Privacy in the Era of Big Data

As consumers become more curious about their digital data footprint, concerns have increased around privacy and how advertisers and publishers utilise personal data. Because of these concerns, browsers have (rightfully) taken action against opaque tracking behaviours.

Perhaps the most severe change came with Apple’s announcement last March regarding its Intelligent Tracking Prevention program (ITP), which involved removing the ability to track cookies within Safari as well as the reduction of the lifespan of permanent cookies. Google has also announced its own desire to strengthen its privacy policy in Chrome, allowing users to more easily block the use of cookie tracking – with more changes likely to come.


Regaining the Trust of the Consumer

The browser changes highlighted above emphasise the need to grant greater control to the user, as well as the understanding of and the ability to opt-out of advertising if they so wish. To do this, platforms need to be Identity-first, while also focused on choice, transparency, privacy and control.

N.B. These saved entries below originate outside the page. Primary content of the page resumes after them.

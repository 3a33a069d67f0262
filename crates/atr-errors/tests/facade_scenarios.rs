//! End-to-end scenarios through the public facade.

use std::sync::Arc;
use std::sync::atomic::{AtomicU32, Ordering};
use std::time::Duration;

use atr_errors::{
    ErrorHandler, ErrorOptions, ErrorStore, ErrorType, ErrorView, RawFailure, RecoveryBoundary,
    Severity, ValidationOptions, summarize,
};
use pretty_assertions::assert_eq;
use serde_json::json;
use tokio::time::Instant;

fn counted<T: Clone>(
    fail_times: u32,
    failure: RawFailure,
    value: T,
) -> (Arc<AtomicU32>, impl FnMut() -> std::future::Ready<Result<T, RawFailure>>) {
    let calls = Arc::new(AtomicU32::new(0));
    let counter = Arc::clone(&calls);
    let op = move || {
        let n = counter.fetch_add(1, Ordering::SeqCst) + 1;
        std::future::ready(if n <= fail_times {
            Err(failure.clone())
        } else {
            Ok(value.clone())
        })
    };
    (calls, op)
}

#[tokio::test(start_paused = true)]
async fn exhausted_retry_records_exactly_one_error() {
    let handler = ErrorHandler::default();
    let (calls, op) = counted(u32::MAX, RawFailure::status(503), ());

    let start = Instant::now();
    let result = handler.retry(op, 3, Duration::from_millis(500)).await;
    let elapsed = start.elapsed();

    assert_eq!(result, None);
    assert_eq!(calls.load(Ordering::SeqCst), 3);
    assert!(elapsed >= Duration::from_millis(1500) && elapsed < Duration::from_millis(1510));

    let records = handler.store().errors();
    assert_eq!(records.len(), 1);
    assert_eq!(records[0].error_type, ErrorType::Server);
    assert_eq!(records[0].severity, Severity::High);
    assert_eq!(records[0].message, "Request failed with status code 503");
}

#[tokio::test(start_paused = true)]
async fn concurrent_exhausted_retries_each_record_once() {
    let handler = ErrorHandler::default();
    let (orders_calls, orders) = counted(u32::MAX, RawFailure::status(502), ());
    let (users_calls, users) = counted(u32::MAX, RawFailure::network("Network Error"), ());

    let start = Instant::now();
    let (a, b) = tokio::join!(
        handler.retry(orders, 3, Duration::from_millis(500)),
        handler.retry(users, 2, Duration::from_millis(300)),
    );

    assert_eq!((a, b), (None, None));
    assert_eq!(orders_calls.load(Ordering::SeqCst), 3);
    assert_eq!(users_calls.load(Ordering::SeqCst), 2);
    // Waits overlap: the longer retry (500ms + 1000ms) bounds the total.
    assert!(start.elapsed() < Duration::from_millis(1510));

    let records = handler.store().errors();
    assert_eq!(records.len(), 2);
    // The shorter retry exhausts first.
    assert_eq!(records[0].error_type, ErrorType::Network);
    assert_eq!(records[1].error_type, ErrorType::Server);
}

#[tokio::test(start_paused = true)]
async fn retry_that_recovers_records_nothing() {
    let handler = ErrorHandler::default();
    let (calls, op) = counted(2, RawFailure::network("Network Error"), "catalog");

    let result = handler.retry(op, 3, Duration::from_millis(500)).await;

    assert_eq!(result, Some("catalog"));
    assert_eq!(calls.load(Ordering::SeqCst), 3);
    assert!(handler.store().is_empty());
}

#[test]
fn email_validation_is_recorded_with_field_context() {
    let handler = ErrorHandler::default();
    let id = handler.handle_validation_error(
        "email",
        "Email is required",
        ValidationOptions {
            value: Some(json!("")),
            ..ValidationOptions::default()
        },
    );

    let record = handler.store().get(&id).unwrap();
    assert_eq!(record.error_type, ErrorType::Validation);
    assert_eq!(record.severity, Severity::Medium);
    assert_eq!(record.message, "Email is required");
    assert_eq!(record.details, Some(json!({ "field": "email", "value": "" })));
    assert_eq!(record.user_message(), "Please check your input and try again");
}

#[tokio::test]
async fn plain_failure_in_wrapped_action_becomes_unknown() {
    let handler = ErrorHandler::default();
    let save = handler.with_error_handling(|name: String| async move {
        Err::<String, _>(anyhow::anyhow!("cannot read properties of undefined ({name})"))
    });

    assert_eq!(save("draft".to_string()).await, None);

    let records = handler.store().errors();
    assert_eq!(records.len(), 1);
    assert_eq!(records[0].error_type, ErrorType::Unknown);
    assert_eq!(
        records[0].message,
        "cannot read properties of undefined (draft)"
    );
}

#[tokio::test]
async fn wrapped_action_classifies_http_failures() {
    let handler = ErrorHandler::default();
    let load = handler.with_error_handling(|status: u16| async move {
        Err::<(), _>(RawFailure::status(status))
    });

    assert_eq!(load(401).await, None);
    assert_eq!(load(404).await, None);

    let types: Vec<_> = handler
        .store()
        .errors()
        .iter()
        .map(|r| (r.error_type, r.severity))
        .collect();
    assert_eq!(
        types,
        vec![
            (ErrorType::Authentication, Severity::High),
            (ErrorType::Client, Severity::Medium),
        ]
    );
}

#[test]
fn shared_store_is_bounded_and_summarized() {
    let store = ErrorStore::new(3);
    let handler = ErrorHandler::new(store.clone());

    handler.handle_client_error("first", ErrorOptions::default());
    handler.handle_api_error(&RawFailure::status(500));
    handler.handle_api_error(&RawFailure::network("Network Error"));
    handler.handle_error("last", ErrorOptions::default());

    let records = store.errors();
    assert_eq!(records.len(), 3);
    assert_eq!(records[0].message, "Request failed with status code 500");

    let summary = summarize(&records);
    assert_eq!(summary.total, 3);
    assert_eq!(summary.most_recent.unwrap().message, "last");
    assert_eq!(
        summary.oldest_unresolved.unwrap().error_type,
        ErrorType::Server
    );
}

#[test]
fn boundary_failures_reach_the_store_through_the_hook() {
    let handler = ErrorHandler::default();
    let forward = handler.clone();
    let mut boundary = RecoveryBoundary::new(|failure| format!("<error-card {}>", failure.message))
        .on_error(move |failure| {
            forward.handle_client_error(failure.message.clone(), ErrorOptions::default());
        });

    let out = boundary.render(|| Err::<String, _>("chart data missing"));
    assert_eq!(out, "<error-card chart data missing>");

    let records = handler.store().errors();
    assert_eq!(records.len(), 1);
    let view = ErrorView::from(&records[0]);
    assert_eq!(view.title, "Something went wrong. Please try again");
    assert_eq!(view.severity, Severity::High);
}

To allow for these functionalities, the industry needs to shift towards building and delivering people-based solutions. Becoming people-based will create a more addressable advertising world that will transcend both channels and devices. Giving users the option to opt-in or out will lead to better attribution for marketers and more control based on the users on-page.


Embracing First-Party Data

Publishers can prepare a path towards trust and transparency with a concentrated focus on user consent, which is the foundation by which people-based solutions are built. First-party data can originate in publisher logins, free-walls, newsletter sign-ups – any form where a user authenticates. In exchange for a minute or so of attention, users give explicit consent and receive an engaging online experience. The open web then shifts to a more trusted environment based on user choice.

As an industry, we have the opportunity to push ourselves into a better, more transparent and compliant ecosystem. Although there is a lot of work ahead, and difficult conversations to be had, we believe that we are better together. From our end, we’re eager to see what the future has in store when it comes to privacy, consumer trust and data, and already looking forward to RampUp London 2020.